Active Example Selection and the \Boot-strap" Paradigm

• A Simpler Example Utility Measure
• Example Selection in a Real Pattern Detection Training Scenario
• The \Boot-strap" Paradigm
• The \Boot-strap" Paradigm and Epsilon Focusing
• Sample Complexity of \Boot-strapping"

To limit the number of \non-face" patterns in our training database, we introduced in Section 2.6.2 a \boot-strap" paradigm that incrementally selects \non-face" patterns that are highly relevant to the learning problem. Man can reason around the \boot-strap" paradigm as a variant of the simplified sample selection heuristic discussed earlier. This is because we have used \boot-strapping" to select only better \non-face" patterns, while the total number of \face" patterns is unchanged.
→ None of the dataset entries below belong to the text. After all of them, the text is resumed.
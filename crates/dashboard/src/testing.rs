//! Scriptable collaborators shared by the unit tests.

use std::collections::VecDeque;
use std::sync::Arc;
use std::sync::atomic::{AtomicBool, AtomicUsize, Ordering};
use std::time::Duration;

use foundation::{GeoPoint, SpotId};
use parking_lot::Mutex;

use crate::error::{ServiceError, ServiceResult};
use crate::model::{GeocodeResult, MediaFile, NewSpot, SpotRecord};
use crate::services::device::FixedDevice;
use crate::services::memory::MemorySpotStore;
use crate::services::{
    BoxFuture, BoxStream, Geocoder, GeolocationProvider, MediaUploader, Services, SpotStore,
};

struct Scripted {
    delay: Duration,
    outcome: Result<String, String>,
}

/// Records every lookup; answers from a script, then with the coordinate.
#[derive(Default)]
pub struct RecordingGeocoder {
    calls: Mutex<Vec<GeoPoint>>,
    script: Mutex<VecDeque<Scripted>>,
}

impl RecordingGeocoder {
    pub fn respond(&self, address: &str, delay: Duration) -> &Self {
        self.script.lock().push_back(Scripted {
            delay,
            outcome: Ok(address.to_string()),
        });
        self
    }

    pub fn fail(&self, delay: Duration) -> &Self {
        self.script.lock().push_back(Scripted {
            delay,
            outcome: Err("geocoder unavailable".to_string()),
        });
        self
    }

    pub fn calls(&self) -> Vec<GeoPoint> {
        self.calls.lock().clone()
    }
}

pub fn address_of(point: GeoPoint) -> String {
    format!("{:.4} {:.4}", point.latitude, point.longitude)
}

impl Geocoder for RecordingGeocoder {
    fn search(&self, point: GeoPoint) -> BoxFuture<'_, ServiceResult<Vec<GeocodeResult>>> {
        self.calls.lock().push(point);
        let next = self.script.lock().pop_front().unwrap_or(Scripted {
            delay: Duration::ZERO,
            outcome: Ok(address_of(point)),
        });
        Box::pin(async move {
            if !next.delay.is_zero() {
                tokio::time::sleep(next.delay).await;
            }
            match next.outcome {
                Ok(address) => Ok(vec![GeocodeResult {
                    formatted_address: address,
                    place_id: format!("place-{}", point.latitude),
                }]),
                Err(msg) => Err(ServiceError::new(msg)),
            }
        })
    }
}

/// In-memory store that counts `add` calls and can be told to fail them.
#[derive(Default)]
pub struct CountingStore {
    inner: MemorySpotStore,
    adds: AtomicUsize,
    failing: AtomicBool,
}

impl CountingStore {
    pub fn with_spots(spots: Vec<SpotRecord>) -> Self {
        Self {
            inner: MemorySpotStore::with_spots(spots),
            ..Self::default()
        }
    }

    pub fn set_failing(&self, failing: bool) {
        self.failing.store(failing, Ordering::SeqCst);
    }

    pub fn adds(&self) -> usize {
        self.adds.load(Ordering::SeqCst)
    }

    pub fn inner(&self) -> &MemorySpotStore {
        &self.inner
    }
}

impl SpotStore for CountingStore {
    fn add(&self, spot: NewSpot) -> BoxFuture<'_, ServiceResult<SpotId>> {
        self.adds.fetch_add(1, Ordering::SeqCst);
        if self.failing.load(Ordering::SeqCst) {
            return Box::pin(async { Err(ServiceError::new("store offline")) });
        }
        self.inner.add(spot)
    }

    fn get<'a>(&'a self, id: &'a SpotId) -> BoxFuture<'a, ServiceResult<SpotRecord>> {
        self.inner.get(id)
    }

    fn stream_all(&self) -> BoxStream<'static, Vec<SpotRecord>> {
        self.inner.stream_all()
    }
}

/// Uploader returning `media/{name}`; names containing "broken" fail.
#[derive(Default)]
pub struct RecordingUploader {
    uploads: Mutex<Vec<String>>,
}

impl RecordingUploader {
    pub fn uploads(&self) -> Vec<String> {
        self.uploads.lock().clone()
    }
}

impl MediaUploader for RecordingUploader {
    fn file(&self, file: MediaFile) -> BoxFuture<'_, ServiceResult<String>> {
        self.uploads.lock().push(file.name.clone());
        Box::pin(async move {
            if file.name.contains("broken") {
                return Err(ServiceError::new(format!("cannot upload {}", file.name)));
            }
            Ok(format!("media/{}", file.name))
        })
    }
}

/// The fakes behind a [`Services`] bundle, kept for assertions.
pub struct Fakes {
    pub store: Arc<CountingStore>,
    pub geocoder: Arc<RecordingGeocoder>,
    pub uploader: Arc<RecordingUploader>,
    pub device: Arc<FixedDevice>,
}

impl Fakes {
    pub fn new(mobile: bool) -> Self {
        Self::with_spots(mobile, Vec::new())
    }

    pub fn with_spots(mobile: bool, spots: Vec<SpotRecord>) -> Self {
        Self {
            store: Arc::new(CountingStore::with_spots(spots)),
            geocoder: Arc::new(RecordingGeocoder::default()),
            uploader: Arc::new(RecordingUploader::default()),
            device: Arc::new(FixedDevice { mobile }),
        }
    }

    pub fn services(&self, geolocation: Option<Arc<dyn GeolocationProvider>>) -> Services {
        Services {
            store: self.store.clone(),
            geocoder: self.geocoder.clone(),
            uploader: self.uploader.clone(),
            device: self.device.clone(),
            geolocation,
        }
    }
}

pub fn record(id: &str, latitude: f64, longitude: f64) -> SpotRecord {
    use crate::model::{Difficulty, Discipline, Location, SpotType};

    SpotRecord {
        id: SpotId::new(id),
        spot: NewSpot {
            name: format!("spot {id}"),
            description: String::new(),
            indoor: false,
            difficulty: Difficulty::Mid,
            spot_type: SpotType::Park,
            disciplines: [Discipline::Skate].into_iter().collect(),
            location: Location {
                latitude,
                longitude,
                address: format!("{id} street"),
                place_id: String::new(),
            },
            pictures: vec![format!("media/{id}.jpg")],
            videos: Vec::new(),
        },
    }
}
Improving Detection Rates by Combining Classiers

• Network Boosting
• Maintaining Independence between Classiers

The first and second classifiers disagree (with probability 2(1,)), and the third classifier mislabels the input pattern (with probability). Draw from the stream the required number of data samples and train the first network classifier. Use the first network classic along with the \innite" example stream to generate a second training set as follows: Flip a fair coin.
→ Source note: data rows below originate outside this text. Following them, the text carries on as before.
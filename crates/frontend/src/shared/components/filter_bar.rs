use contracts::domain::common::Farm;
use leptos::prelude::*;

/// FilterBar component - farm select plus a start/end date pair
///
/// Emits raw input values; range validation lives in the list controller
/// (an inverted pair simply means "no date filter").
#[component]
pub fn FilterBar(
    /// Sites offered in the select, in display order
    farms: Vec<Farm>,

    #[prop(into)] farm: Signal<Option<Farm>>,

    #[prop(into)] start_date: Signal<String>,

    #[prop(into)] end_date: Signal<String>,

    /// Disable the inputs while a refresh is pending
    #[prop(into)]
    disabled: Signal<bool>,

    on_farm: Callback<Option<Farm>>,

    on_start_date: Callback<String>,

    on_end_date: Callback<String>,
) -> impl IntoView {
    view! {
        <div class="filter-bar">
            <div class="filter-bar__field">
                <label for="startDate">"Start"</label>
                <input
                    type="date"
                    id="startDate"
                    prop:value=move || start_date.get()
                    disabled=move || disabled.get()
                    on:change=move |ev| on_start_date.run(event_target_value(&ev))
                />
            </div>
            <div class="filter-bar__field">
                <label for="endDate">"End"</label>
                <input
                    type="date"
                    id="endDate"
                    prop:value=move || end_date.get()
                    disabled=move || disabled.get()
                    on:change=move |ev| on_end_date.run(event_target_value(&ev))
                />
            </div>
            <div class="filter-bar__field">
                <label for="farmFilter">"Farm"</label>
                <select
                    id="farmFilter"
                    prop:value=move || farm.get().map(|f| f.as_str().to_string()).unwrap_or_default()
                    disabled=move || disabled.get()
                    on:change=move |ev| {
                        let value = event_target_value(&ev);
                        on_farm.run(value.parse::<Farm>().ok());
                    }
                >
                    <option value="">"All Farms"</option>
                    {farms
                        .into_iter()
                        .map(|f| {
                            view! {
                                <option value=f.as_str()>{f.as_str()}</option>
                            }
                        })
                        .collect_view()}
                </select>
            </div>
        </div>
    }
}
Building Hierarchical Architectures from Simple De- tectors

• Combining Sub-Pattern Detection Results with Multi-Layer Per- ceptron Nets
• Handling Sub-Patterns with Variable Position and Orientation
• Finding Sets of Sub-Patterns from an Articulate Target

For a highly structured and relatively inarticulate target class such as human faces, there is usually very little variation in the position and orientation of its subpattern components. However, there can be considerable variation in the location and orientation of each subpattern component. We believe that one can use the same general techniques developed in this area to also limit the search for the subpattern components of an articulated target class.

Polynomial Approximators

• The A-Posteriori Function Class Distribution
• The Polynomial EISD Measure
• The Total Output Uncertainty Measure
• The Polynomial Smoothness Prior

For our polynomial approximation function class, the optimal estimate has givenDn model parameters ^~a(Equation A.6), since P(~ajDn) has a global maximum here. Equation A.5 shows that this only depends on the polynomial function class priors F, the output noise variances2 and the previously sampled input locationsfx1;x2;:::;xng. However, recall from equation A.5 that for this polynomial function class, the EISD between g and its estimate ^g depends only on the input xi values ​​in Dn and not on the observed yi values.
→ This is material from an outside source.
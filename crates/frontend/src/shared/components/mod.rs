pub mod filter_bar;
pub mod pagination_controls;
pub mod stat_card;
Gaussian Radial Basis Functions

The A-Posteriori Function Class Distribution

This means that we can simply remove the two \constant terms from the exponent and insert into equation A.21 the appropriate normalizing constants soP(~ajDn) becomes a standard probability distribution on~a:. A:24) Thus, RBF a The -posterior distribution is a multivariate Gaussian centered at ^~a (Equation A.23) with covariance n (Equation A.22).

The RBF EISD Measure

For our class of RBF approximation function, the optimal estimate relaxed Dn has model parameters ^~a (equation A.23), since the a-posterior distribution P(~ajDn) has a global maximum. Consider equation A.22, which depends only on the RBF function class before F, K fixed RBF Gaussian kernels fGi()ji= 1;:::;Kg, the variance of the output noise 2s and the previously sampled input locations fx1;x2 ;:: ::xng. In other words, previously observed data values ​​of y in Dn do not affect the EISD measurement (equation A.27) for this concept class of Gaussian RBF.

The RBF Total Output Uncertainty Measure

Recognition and localization of overlapping parts from sparse data in two and three dimensions.